Therefore, in order to remove coarse foreign matters, it is known to provide a foreign matter separating / classifying device 19 for removing coarse foreign matters in the exhaust path 13 and the supply path 17 as shown in FIG. One example is described in Patent Document 1. In the foreign matter separating / classifying apparatus described in Patent Document 1, a mesh body is provided at the upper part of a main body to which an air flow accompanied by an abrasive and foreign matters is sent, and an upward air flow is generated in the main body. At the same time, the mesh body is allowed to pass upward, but the coarse foreign matter is blocked from passing by the mesh body and dropped downward by its own weight.
JP-A-9-193019

  However, even if the structure is such that coarse foreign matter blocked from passing by the mesh body is dropped downward as in the foreign matter separation and classification device shown in Patent Document 1, the mesh body is clogged during use, and in particular, the exhaust path 13 In the foreign matter separating / classifying apparatus arranged in the above, clogging progresses quickly, and there is a problem that it is necessary to frequently clean and replace the mesh. For example, the exhaust path 13 of the blast processing apparatus is provided with a foreign matter separating / classifying device having a 200-350 mesh network having a size of 500 mm × 500 mm in length and width, and the flow rate of the abrasive circulating in the system is 5-20 kg. When the continuous operation was performed at a rate of 10 minutes / minute, it was necessary to clean the mesh at 10 to 20 h / time. In addition, even if a foreign matter separating / classifying device provided with a mesh is provided in each of the exhaust passage 13 and the supply passage 17, there is a problem that coarse foreign matters cannot be removed reliably and rib defects cannot be prevented sufficiently. .

  The present invention has been made in view of such a situation, and in a blasting apparatus configured to circulate and reuse abrasives, a sieve having a mesh body is provided in a circulating path of the abrasives to remove coarse foreign substances from the abrasives. Provided is a blasting apparatus that can be removed more reliably than before and can prevent clogging of the mesh for a long period of time, and a blasting method using the blasting apparatus. This is the issue.

  As a result of studies to solve the above problems, the present inventors have found the following matters. In other words, in the conventional foreign matter separation / classification device provided in the exhaust path and supply path of the blast processing device, it is included in the airflow flowing in the path rather than being trapped by the coarse foreign matter being caught by the mesh. The object to be ground (sized to be able to pass through the mesh body) adheres to the mesh body and grows up to cause clogging, but when the mesh body is vibrated ultrasonically, the object to be ground Can be prevented from adhering to the mesh body and growing on the mesh body, and the coarse foreign matter stopped by the mesh body is pushed by the subsequent abrasive while it adheres to the mesh body and forcibly passes through the mesh. However, when the mesh body is ultrasonically vibrated, coarse foreign matter does not adhere to the mesh body, and for this reason, it is almost impossible that the mesh body is pushed by the subsequent abrasive and forcibly passes through the mesh body. It found no.

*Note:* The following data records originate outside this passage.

//! Configuration file support

use std::fs;
use std::path::{Path, PathBuf};
use std::time::Duration;

use anyhow::Context;
use chrono::FixedOffset;
use huddle_agent::{OrchestratorConfig, ResolverSettings, RetryPolicy, RosterMember};
use serde::{Deserialize, Serialize};

pub const DEFAULT_MODEL: &str = "claude-sonnet-4-5-20250929";

/// Configuration for huddle
#[derive(Debug, Clone, PartialEq, Serialize, Deserialize)]
#[serde(default)]
pub struct Config {
    /// Model to use
    pub model: String,
    /// Override for the Anthropic API base URL
    pub base_url: Option<String>,
    /// Maximum tokens per model response
    pub max_tokens: u32,
    /// Local UTC offset for times with no zone, e.g. "-05:00"
    pub utc_offset: String,
    /// Hour used when a message names no time
    pub default_hour: u32,
    /// Messages remembered per sender
    pub history_limit: usize,
    /// Tool rounds allowed per message
    pub max_tool_rounds: usize,
    /// Per-request timeout for model calls
    pub request_timeout_secs: u64,
    /// Where conversations and the calendar are stored
    pub data_dir: Option<PathBuf>,
    /// Tracing filter used when RUST_LOG is unset
    pub log_filter: Option<String>,
    pub retry: RetrySettings,
    /// API keys (alternative to environment variables)
    pub api_keys: ApiKeys,
    /// Known contacts, shared by every sender
    pub roster: Vec<RosterEntry>,
}

impl Default for Config {
    fn default() -> Self {
        Self {
            model: DEFAULT_MODEL.to_string(),
            base_url: None,
            max_tokens: 1024,
            utc_offset: "+00:00".to_string(),
            default_hour: 19,
            history_limit: 5,
            max_tool_rounds: 3,
            request_timeout_secs: 60,
            data_dir: None,
            log_filter: None,
            retry: RetrySettings::default(),
            api_keys: ApiKeys::default(),
            roster: vec![],
        }
    }
}

/// Backoff for transient model failures
#[derive(Debug, Clone, PartialEq, Serialize, Deserialize)]
#[serde(default)]
pub struct RetrySettings {
    pub max_attempts: u32,
    pub base_delay_ms: u64,
    pub max_delay_ms: u64,
    pub backoff_multiplier: f64,
}

impl Default for RetrySettings {
    fn default() -> Self {
        let policy = RetryPolicy::default();
        Self {
            max_attempts: policy.max_attempts,
            base_delay_ms: policy.base_delay.as_millis() as u64,
            max_delay_ms: policy.max_delay.as_millis() as u64,
            backoff_multiplier: policy.backoff_multiplier,
        }
    }
}

impl From<&RetrySettings> for RetryPolicy {
    fn from(settings: &RetrySettings) -> Self {
        Self {
            max_attempts: settings.max_attempts.max(1),
            base_delay: Duration::from_millis(settings.base_delay_ms),
            max_delay: Duration::from_millis(settings.max_delay_ms),
            backoff_multiplier: backoff_multiplier(settings.backoff_multiplier),
        }
    }
}

/// Backoff never shrinks; anything below 1 or non-finite becomes 1
fn backoff_multiplier(value: f64) -> f64 {
    if value.is_finite() && value >= 1.0 { value } else { 1.0 }
}

/// API key configuration
#[derive(Debug, Clone, Default, PartialEq, Serialize, Deserialize)]
#[serde(default)]
pub struct ApiKeys {
    pub anthropic: Option<String>,
}

/// One `[[roster]]` entry
#[derive(Debug, Clone, PartialEq, Serialize, Deserialize)]
pub struct RosterEntry {
    pub name: String,
    #[serde(default)]
    pub email: Option<String>,
    #[serde(default)]
    pub phone: String,
}

impl Config {
    /// Get the config directory
    pub fn config_dir() -> PathBuf {
        dirs::config_dir()
            .unwrap_or_else(|| PathBuf::from("."))
            .join("huddle")
    }

    /// Get the config file path
    pub fn config_path() -> PathBuf {
        if let Ok(path) = std::env::var("HUDDLE_CONFIG_PATH") {
            return PathBuf::from(path);
        }
        Self::config_dir().join("config.toml")
    }

    /// Load config from the default location
    pub fn load() -> Self {
        Self::load_from(&Self::config_path())
    }

    /// Load config from `path`; missing or unreadable files yield defaults
    pub fn load_from(path: &Path) -> Self {
        if !path.exists() {
            return Self::default();
        }

        match fs::read_to_string(path) {
            Ok(content) => match toml::from_str(&content) {
                Ok(config) => config,
                Err(e) => {
                    eprintln!("Warning: Failed to parse config file {}: {}", path.display(), e);
                    Self::default()
                }
            },
            Err(e) => {
                eprintln!("Warning: Failed to read config file {}: {}", path.display(), e);
                Self::default()
            }
        }
    }

    /// Save config to `path`
    pub fn save_to(&self, path: &Path) -> std::io::Result<()> {
        if let Some(dir) = path.parent() {
            fs::create_dir_all(dir)?;
        }

        let content = toml::to_string_pretty(self).map_err(std::io::Error::other)?;
        fs::write(path, content)
    }

    /// Create a default config file at `path` if it doesn't exist
    pub fn init(path: &Path) -> std::io::Result<()> {
        if path.exists() {
            return Ok(());
        }
        Self::default().save_to(path)
    }

    /// Anthropic API key, checking config then env
    pub fn api_key(&self) -> Option<String> {
        self.api_keys
            .anthropic
            .clone()
            .filter(|k| !k.trim().is_empty())
            .or_else(|| std::env::var("ANTHROPIC_API_KEY").ok())
    }

    pub fn data_dir(&self) -> PathBuf {
        self.data_dir.clone().unwrap_or_else(|| {
            dirs::data_local_dir()
                .unwrap_or_else(|| PathBuf::from("."))
                .join("huddle")
        })
    }

    pub fn local_offset(&self) -> anyhow::Result<FixedOffset> {
        self.utc_offset
            .trim()
            .parse::<FixedOffset>()
            .with_context(|| format!("invalid utc_offset '{}', expected e.g. \"-05:00\"", self.utc_offset))
    }

    pub fn resolver_settings(&self) -> anyhow::Result<ResolverSettings> {
        Ok(ResolverSettings {
            local_offset: self.local_offset()?,
            default_hour: self.default_hour.min(23),
        })
    }

    pub fn orchestrator_config(&self) -> OrchestratorConfig {
        OrchestratorConfig {
            model: self.model.clone(),
            max_tokens: self.max_tokens,
            history_limit: self.history_limit,
            max_tool_rounds: self.max_tool_rounds,
            retry: RetryPolicy::from(&self.retry),
        }
    }

    pub fn roster_members(&self) -> Vec<RosterMember> {
        self.roster
            .iter()
            .map(|r| RosterMember::new(&r.name, r.email.as_deref(), &r.phone))
            .collect()
    }
}

/// Generate example config content
pub fn example_config() -> &'static str {
    r#"# huddle configuration file
# Place at ~/.config/huddle/config.toml (Linux/Mac) or %APPDATA%\huddle\config.toml (Windows)
# or point HUDDLE_CONFIG_PATH at it

# Model to use
model = "claude-sonnet-4-5-20250929"

# Local UTC offset for times that name no timezone
utc_offset = "-05:00"

# Messages remembered per sender, and tool rounds per message
history_limit = 5
max_tool_rounds = 3

# Where conversations and the calendar snapshot are kept
# data_dir = "~/.local/share/huddle"

# Tracing filter when RUST_LOG is unset
# log_filter = "huddle=info"

[retry]
max_attempts = 3
base_delay_ms = 1000
max_delay_ms = 30000
backoff_multiplier = 2.0

# API keys (optional - can also use environment variables)
[api_keys]
# anthropic = "sk-ant-..."

# Contacts that attendee names are matched against
[[roster]]
name = "Alex Rivera"
email = "alex@example.com"
phone = "+15550001"

[[roster]]
name = "Sam Chen"
email = "sam@example.com"
phone = "+15550002"
"#
}

#[cfg(test)]
mod tests {
    use super::*;

    #[test]
    fn test_example_config_parses() {
        let config: Config = toml::from_str(example_config()).unwrap();
        assert_eq!(config.model, DEFAULT_MODEL);
        assert_eq!(config.local_offset().unwrap(), FixedOffset::west_opt(5 * 3600).unwrap());
        assert_eq!(config.roster.len(), 2);
        assert_eq!(config.retry, RetrySettings::default());
    }

    #[test]
    fn test_partial_file_keeps_defaults() {
        let config: Config = toml::from_str("history_limit = 2\n[retry]\nmax_attempts = 5\n").unwrap();
        assert_eq!(config.history_limit, 2);
        assert_eq!(config.max_tool_rounds, 3);
        assert_eq!(config.retry.max_attempts, 5);
        assert_eq!(config.retry.base_delay_ms, 1000);
    }

    #[test]
    fn test_missing_and_malformed_files_yield_defaults() {
        let dir = tempfile::tempdir().unwrap();
        assert_eq!(Config::load_from(&dir.path().join("absent.toml")), Config::default());

        let bad = dir.path().join("bad.toml");
        fs::write(&bad, "model = [unclosed").unwrap();
        assert_eq!(Config::load_from(&bad), Config::default());
    }

    #[test]
    fn test_init_then_load() {
        let dir = tempfile::tempdir().unwrap();
        let path = dir.path().join("nested").join("config.toml");
        Config::init(&path).unwrap();
        assert_eq!(Config::load_from(&path), Config::default());
    }

    #[test]
    fn test_engine_settings() {
        let config = Config {
            utc_offset: "+05:30".to_string(),
            retry: RetrySettings {
                max_attempts: 0,
                base_delay_ms: 10,
                max_delay_ms: 100,
                backoff_multiplier: 3.0,
            },
            ..Default::default()
        };

        let settings = config.resolver_settings().unwrap();
        assert_eq!(settings.local_offset, FixedOffset::east_opt(5 * 3600 + 1800).unwrap());

        let engine = config.orchestrator_config();
        assert_eq!(engine.retry.max_attempts, 1);
        assert_eq!(engine.retry.base_delay, Duration::from_millis(10));
        assert_eq!(engine.model, DEFAULT_MODEL);
    }

    #[test]
    fn test_backoff_multiplier_is_sanitized() {
        let config: Config = toml::from_str("[retry]\nbackoff_multiplier = -2.0\n").unwrap();
        assert_eq!(config.orchestrator_config().retry.backoff_multiplier, 1.0);

        let config: Config = toml::from_str("[retry]\nbackoff_multiplier = nan\n").unwrap();
        let retry = config.orchestrator_config().retry;
        assert_eq!(retry.backoff_multiplier, 1.0);
        assert_eq!(retry.delay_for_attempt(2), Duration::from_millis(1000));

        let config: Config = toml::from_str("[retry]\nbackoff_multiplier = 1.5\n").unwrap();
        assert_eq!(config.orchestrator_config().retry.backoff_multiplier, 1.5);
    }

    #[test]
    fn test_bad_offset_is_an_error() {
        let config = Config {
            utc_offset: "EST".to_string(),
            ..Default::default()
        };
        assert!(config.local_offset().is_err());
    }

    #[test]
    fn test_roster_members() {
        let config: Config = toml::from_str(
            r#"
            [[roster]]
            name = "Priya"
            phone = "+15550003"
            "#,
        )
        .unwrap();
        let members = config.roster_members();
        assert_eq!(members[0].display_name, "Priya");
        assert_eq!(members[0].contact_address, None);
    }
}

  The present invention has been made based on such knowledge, a storage tank for storing a fine powdery abrasive, a supply device for supplying an abrasive connected to the storage tank, and an abrasive from the supply device. A supply path for transporting, a processing device comprising a blast gun for injecting abrasive material transported from the supply path onto the workpiece, and an exhaust for moving the abrasive material and workpiece to be ground sprayed from the processing apparatus by negative pressure A path, a grinding material transported from the exhaust path, and a workpiece to be classified, a classifier connected to send the abrasive to the storage tank, and a classifier connected to the classifier to collect the classified dust In the blast processing apparatus provided with a dust collecting device, the abrasive is in a circulation path of the abrasive that returns from the storage tank to the storage tank through the supply device, supply path, processing device, exhaust path, and classification device. Passed That it is obtained by a structure that coarse foreign matter provided an ultrasonic sieve having a mesh of opening the eye that does not pass.

  Here, the installation position of the ultrasonic sieve is arbitrary as long as it is within the circulation path of the abrasive, and in one form, it can be in the path from the classification device to the supply device. Moreover, in another form, the inside of the said exhaust path or the said supply path can be mentioned.

  Furthermore, the ultrasonic sieve provided in the circulation path is not limited to being provided in one place, and may be provided in at least two places of the route from the classifier to the supply device, the exhaust route, and the supply route.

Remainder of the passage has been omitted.